*REQUIRED WORK*. Please provide the entries below again, word for word.

--- PROVIDED INFORMATION ---

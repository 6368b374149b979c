pub mod advice;
pub mod scores;

pub use advice::{parse_advice, AdviceItem};
pub use scores::{extract_scores, interpret_scores, InterpretError};
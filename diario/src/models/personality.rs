use serde::{Deserialize, Serialize};

/// Big-Five trait scores. The prompt asks for 1-5 but the range is not enforced.
#[derive(Debug, Clone, Copy, Serialize, Deserialize, PartialEq, utoipa::ToSchema)]
pub struct PersonalityScores {
    pub openness: f64,
    pub conscientiousness: f64,
    pub extraversion: f64,
    pub agreeableness: f64,
    pub neuroticism: f64,
}

impl PersonalityScores {
    pub const MIN_SCORE: f64 = 1.0;
    pub const MAX_SCORE: f64 = 5.0;

    /// Traits in the fixed order the analysis prompt requests them.
    pub fn traits(&self) -> [(&'static str, f64); 5] {
        [
            ("openness", self.openness),
            ("conscientiousness", self.conscientiousness),
            ("extraversion", self.extraversion),
            ("agreeableness", self.agreeableness),
            ("neuroticism", self.neuroticism),
        ]
    }

    /// Names of traits scored outside the intended 1-5 scale.
    pub fn out_of_range(&self) -> Vec<&'static str> {
        self.traits()
            .into_iter()
            .filter(|(_, score)| !(Self::MIN_SCORE..=Self::MAX_SCORE).contains(score))
            .map(|(name, _)| name)
            .collect()
    }
}
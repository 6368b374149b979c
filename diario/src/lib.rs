pub mod api;
pub mod config;
pub mod db;
pub mod error;
pub mod intelligence;
pub mod llm;
pub mod models;
pub mod services;
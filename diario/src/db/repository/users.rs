use chrono::{DateTime, Utc};
use libsql::{params, Connection};

use crate::error::Result;
use crate::models::{PersonalityScores, User};

pub struct UserRepository;

impl UserRepository {
    pub async fn get(conn: &Connection, user_id: &str) -> Result<Option<User>> {
        let mut rows = conn
            .query(
                r#"
                SELECT user_id, openness, conscientiousness, extraversion,
                       agreeableness, neuroticism, updated_at
                FROM users
                WHERE user_id = ?1
                "#,
                params![user_id],
            )
            .await?;

        if let Some(row) = rows.next().await? {
            Ok(Some(Self::row_to_user(&row)?))
        } else {
            Ok(None)
        }
    }

    pub async fn upsert_personality(
        conn: &Connection,
        user_id: &str,
        scores: &PersonalityScores,
    ) -> Result<User> {
        let updated_at = Utc::now();

        conn.execute(
            r#"
            INSERT INTO users (
                user_id, openness, conscientiousness, extraversion,
                agreeableness, neuroticism, updated_at
            ) VALUES (?1, ?2, ?3, ?4, ?5, ?6, ?7)
            ON CONFLICT(user_id) DO UPDATE SET
                openness = excluded.openness,
                conscientiousness = excluded.conscientiousness,
                extraversion = excluded.extraversion,
                agreeableness = excluded.agreeableness,
                neuroticism = excluded.neuroticism,
                updated_at = excluded.updated_at
            "#,
            params![
                user_id,
                scores.openness,
                scores.conscientiousness,
                scores.extraversion,
                scores.agreeableness,
                scores.neuroticism,
                updated_at.to_rfc3339(),
            ],
        )
        .await?;

        Ok(User {
            user_id: user_id.to_string(),
            personality: Some(*scores),
            updated_at,
        })
    }

    fn row_to_user(row: &libsql::Row) -> Result<User> {
        let openness: Option<f64> = row.get(1)?;
        let conscientiousness: Option<f64> = row.get(2)?;
        let extraversion: Option<f64> = row.get(3)?;
        let agreeableness: Option<f64> = row.get(4)?;
        let neuroticism: Option<f64> = row.get(5)?;

        let personality = match (
            openness,
            conscientiousness,
            extraversion,
            agreeableness,
            neuroticism,
        ) {
            (Some(o), Some(c), Some(e), Some(a), Some(n)) => Some(PersonalityScores {
                openness: o,
                conscientiousness: c,
                extraversion: e,
                agreeableness: a,
                neuroticism: n,
            }),
            _ => None,
        };

        Ok(User {
            user_id: row.get(0)?,
            personality,
            updated_at: DateTime::parse_from_rfc3339(&row.get::<String>(6)?)
                .map(|dt| dt.with_timezone(&Utc))
                .unwrap_or_else(|_| Utc::now()),
        })
    }
}
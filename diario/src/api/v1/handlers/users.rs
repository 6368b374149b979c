//! v1 User analysis handlers.

use axum::extract::{Path, State};

use crate::api::v1::dto::{AdviceResponse, PersonalityResponse};
use crate::api::v1::response::{ApiError, ApiResponse};
use crate::api::AppState;

/// `GET /api/v1/users/{user_id}/personality`
#[utoipa::path(
    get,
    path = "/api/v1/users/{user_id}/personality",
    tag = "users",
    operation_id = "users.personality",
    params(("user_id" = String, Path, description = "User ID")),
    responses(
        (status = 200, description = "Latest Big-Five scores", body = PersonalityResponse),
        (status = 404, description = "No scores recorded for the user", body = ApiError),
    )
)]
pub async fn get_personality(
    State(state): State<AppState>,
    Path(user_id): Path<String>,
) -> ApiResponse<PersonalityResponse> {
    match state.diary.personality(&user_id).await {
        Ok(personality) => ApiResponse::success(PersonalityResponse {
            user_id,
            personality,
        }),
        Err(e) => e.into(),
    }
}

/// `GET /api/v1/users/{user_id}/advice`
#[utoipa::path(
    get,
    path = "/api/v1/users/{user_id}/advice",
    tag = "users",
    operation_id = "users.advice",
    params(("user_id" = String, Path, description = "User ID")),
    responses(
        (status = 200, description = "Emotional advice based on the diary", body = AdviceResponse),
        (status = 404, description = "The user has no diary entries", body = ApiError),
        (status = 500, description = "The model returned no advice", body = ApiError),
    )
)]
pub async fn get_advice(
    State(state): State<AppState>,
    Path(user_id): Path<String>,
) -> ApiResponse<AdviceResponse> {
    match state.diary.advice(&user_id).await {
        Ok(advice) => ApiResponse::success(AdviceResponse { user_id, advice }),
        Err(e) => e.into(),
    }
}
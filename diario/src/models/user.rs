use chrono::{DateTime, Utc};
use serde::{Deserialize, Serialize};

use super::PersonalityScores;

/// A user record carrying the latest derived personality scores.
#[derive(Debug, Clone, Serialize, Deserialize, PartialEq)]
pub struct User {
    pub user_id: String,
    pub personality: Option<PersonalityScores>,
    pub updated_at: DateTime<Utc>,
}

---

*THE ANSWER*.
repository 6368b374149b979c
pub mod advice;
pub mod scores;

pub use advice::{parse_advice, AdviceItem};
pub use scores::{extract_scores, interpret_scores, InterpretError};
filename diario/src/models/personality.rs
use serde::{Deserialize, Serialize};

/// Big-Five trait scores. The prompt asks for 1-5 but the range is not enforced.
#[derive(Debug, Clone, Copy, Serialize, Deserialize, PartialEq, utoipa::ToSchema)]
pub struct PersonalityScores {
    pub openness: f64,
    pub conscientiousness: f64,
    pub extraversion: f64,
    pub agreeableness: f64,
    pub neuroticism: f64,
}

impl PersonalityScores {
    pub const MIN_SCORE: f64 = 1.0;
    pub const MAX_SCORE: f64 = 5.0;

    /// Traits in the fixed order the analysis prompt requests them.
    pub fn traits(&self) -> [(&'static str, f64); 5] {
        [
            ("openness", self.openness),
            ("conscientiousness", self.conscientiousness),
            ("extraversion", self.extraversion),
            ("agreeableness", self.agreeableness),
            ("neuroticism", self.neuroticism),
        ]
    }

    /// Names of traits scored outside the intended 1-5 scale.
    pub fn out_of_range(&self) -> Vec<&'static str> {
        self.traits()
            .into_iter()
            .filter(|(_, score)| !(Self::MIN_SCORE..=Self::MAX_SCORE).contains(score))
            .map(|(name, _)| name)
            .collect()
    }
}
repository 6368b374149b979c
filename diario/src/lib.rs
pub mod api;
pub mod config;
pub mod db;
pub mod error;
pub mod intelligence;
pub mod llm;
pub mod models;
pub mod services;
filename diario/src/db/repository/users.rs
use chrono::{DateTime, Utc};
use libsql::{params, Connection};

use crate::error::Result;
use crate::models::{PersonalityScores, User};

pub struct UserRepository;

impl UserRepository {
    pub async fn get(conn: &Connection, user_id: &str) -> Result<Option<User>> {
        let mut rows = conn
            .query(
                r#"
                SELECT user_id, openness, conscientiousness, extraversion,
                       agreeableness, neuroticism, updated_at
                FROM users
                WHERE user_id = ?1
                "#,
                params![user_id],
            )
            .await?;

        if let Some(row) = rows.next().await? {
            Ok(Some(Self::row_to_user(&row)?))
        } else {
            Ok(None)
        }
    }

    pub async fn upsert_personality(
        conn: &Connection,
        user_id: &str,
        scores: &PersonalityScores,
    ) -> Result<User> {
        let updated_at = Utc::now();

        conn.execute(
            r#"
            INSERT INTO users (
                user_id, openness, conscientiousness, extraversion,
                agreeableness, neuroticism, updated_at
            ) VALUES (?1, ?2, ?3, ?4, ?5, ?6, ?7)
            ON CONFLICT(user_id) DO UPDATE SET
                openness = excluded.openness,
                conscientiousness = excluded.conscientiousness,
                extraversion = excluded.extraversion,
                agreeableness = excluded.agreeableness,
                neuroticism = excluded.neuroticism,
                updated_at = excluded.updated_at
            "#,
            params![
                user_id,
                scores.openness,
                scores.conscientiousness,
                scores.extraversion,
                scores.agreeableness,
                scores.neuroticism,
                updated_at.to_rfc3339(),
            ],
        )
        .await?;

        Ok(User {
            user_id: user_id.to_string(),
            personality: Some(*scores),
            updated_at,
        })
    }

    fn row_to_user(row: &libsql::Row) -> Result<User> {
        let openness: Option<f64> = row.get(1)?;
        let conscientiousness: Option<f64> = row.get(2)?;
        let extraversion: Option<f64> = row.get(3)?;
        let agreeableness: Option<f64> = row.get(4)?;
        let neuroticism: Option<f64> = row.get(5)?;

        let personality = match (
            openness,
            conscientiousness,
            extraversion,
            agreeableness,
            neuroticism,
        ) {
            (Some(o), Some(c), Some(e), Some(a), Some(n)) => Some(PersonalityScores {
                openness: o,
                conscientiousness: c,
                extraversion: e,
                agreeableness: a,
                neuroticism: n,
            }),
            _ => None,
        };

        Ok(User {
            user_id: row.get(0)?,
            personality,
            updated_at: DateTime::parse_from_rfc3339(&row.get::<String>(6)?)
                .map(|dt| dt.with_timezone(&Utc))
                .unwrap_or_else(|_| Utc::now()),
        })
    }
}
filename diario/src/api/v1/handlers/users.rs
repository 6368b374149b979c
//! v1 User analysis handlers.

use axum::extract::{Path, State};

use crate::api::v1::dto::{AdviceResponse, PersonalityResponse};
use crate::api::v1::response::{ApiError, ApiResponse};
use crate::api::AppState;

/// `GET /api/v1/users/{user_id}/personality`
#[utoipa::path(
    get,
    path = "/api/v1/users/{user_id}/personality",
    tag = "users",
    operation_id = "users.personality",
    params(("user_id" = String, Path, description = "User ID")),
    responses(
        (status = 200, description = "Latest Big-Five scores", body = PersonalityResponse),
        (status = 404, description = "No scores recorded for the user", body = ApiError),
    )
)]
pub async fn get_personality(
    State(state): State<AppState>,
    Path(user_id): Path<String>,
) -> ApiResponse<PersonalityResponse> {
    match state.diary.personality(&user_id).await {
        Ok(personality) => ApiResponse::success(PersonalityResponse {
            user_id,
            personality,
        }),
        Err(e) => e.into(),
    }
}

/// `GET /api/v1/users/{user_id}/advice`
#[utoipa::path(
    get,
    path = "/api/v1/users/{user_id}/advice",
    tag = "users",
    operation_id = "users.advice",
    params(("user_id" = String, Path, description = "User ID")),
    responses(
        (status = 200, description = "Emotional advice based on the diary", body = AdviceResponse),
        (status = 404, description = "The user has no diary entries", body = ApiError),
        (status = 500, description = "The model returned no advice", body = ApiError),
    )
)]
pub async fn get_advice(
    State(state): State<AppState>,
    Path(user_id): Path<String>,
) -> ApiResponse<AdviceResponse> {
    match state.diary.advice(&user_id).await {
        Ok(advice) => ApiResponse::success(AdviceResponse { user_id, advice }),
        Err(e) => e.into(),
    }
}
filename diario/src/models/user.rs
use chrono::{DateTime, Utc};
use serde::{Deserialize, Serialize};

use super::PersonalityScores;

/// A user record carrying the latest derived personality scores.
#[derive(Debug, Clone, Serialize, Deserialize, PartialEq)]
pub struct User {
    pub user_id: String,
    pub personality: Option<PersonalityScores>,
    pub updated_at: DateTime<Utc>,
}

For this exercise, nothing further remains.